(Raw data Opens)
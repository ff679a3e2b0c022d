//! Output messages and the channel they are written to.
//!
//! Each message is one JSON object per line:
//!
//! ```text
//! {"type":"SCHEMA","stream":"t","schema":{...},"key_properties":["id"]}
//! {"type":"RECORD","stream":"t","record":{"id":1,"name":"a"}}
//! {"type":"STATE","value":{"bookmarks":{"t":{"modified_since":"2020-02-01T00:00:00+00:00"}}}}
//! ```

use std::io::Write;

use serde::{Deserialize, Serialize};
use snafu::prelude::*;

use crate::error::{EmitError, SerializeSnafu, WriteSnafu};
use crate::schema::InferredSchema;
use crate::source::Row;
use crate::sync::SyncState;

#[derive(Debug, Clone, PartialEq, Serialize, Deserialize)]
#[serde(tag = "type", rename_all = "SCREAMING_SNAKE_CASE")]
pub enum Message {
    Schema {
        stream: String,
        schema: InferredSchema,
        key_properties: Vec<String>,
    },
    Record {
        stream: String,
        record: Row,
    },
    State {
        value: SyncState,
    },
}

impl Message {
    pub fn stream(&self) -> Option<&str> {
        match self {
            Message::Schema { stream, .. } | Message::Record { stream, .. } => {
                Some(stream.as_str())
            }
            Message::State { .. } => None,
        }
    }
}

/// Ordered, append-only sink for messages.
pub trait Emitter {
    fn emit(&mut self, message: Message) -> Result<(), EmitError>;
}

/// Writes each message as a JSON line and flushes it immediately.
pub struct JsonLinesEmitter<W: Write> {
    writer: W,
}

impl<W: Write> JsonLinesEmitter<W> {
    pub fn new(writer: W) -> Self {
        Self { writer }
    }

    pub fn into_inner(self) -> W {
        self.writer
    }
}

impl<W: Write> Emitter for JsonLinesEmitter<W> {
    fn emit(&mut self, message: Message) -> Result<(), EmitError> {
        let mut line = serde_json::to_vec(&message).context(SerializeSnafu)?;
        line.push(b'\n');
        self.writer.write_all(&line).context(WriteSnafu)?;
        self.writer.flush().context(WriteSnafu)
    }
}

/// Collects messages in memory.
impl Emitter for Vec<Message> {
    fn emit(&mut self, message: Message) -> Result<(), EmitError> {
        self.push(message);
        Ok(())
    }
}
(Raw data Closes)
*Your task*
Given the records above, return exactly the lines starting at the line containing "use snafu::prelude::*;" and ending at the line containing "#[derive(Debug, Clone, PartialEq, Serialize, Deserialize)]", including both.

*Answer to this exercise*
use snafu::prelude::*;

use crate::error::{EmitError, SerializeSnafu, WriteSnafu};
use crate::schema::InferredSchema;
use crate::source::Row;
use crate::sync::SyncState;

#[derive(Debug, Clone, PartialEq, Serialize, Deserialize)]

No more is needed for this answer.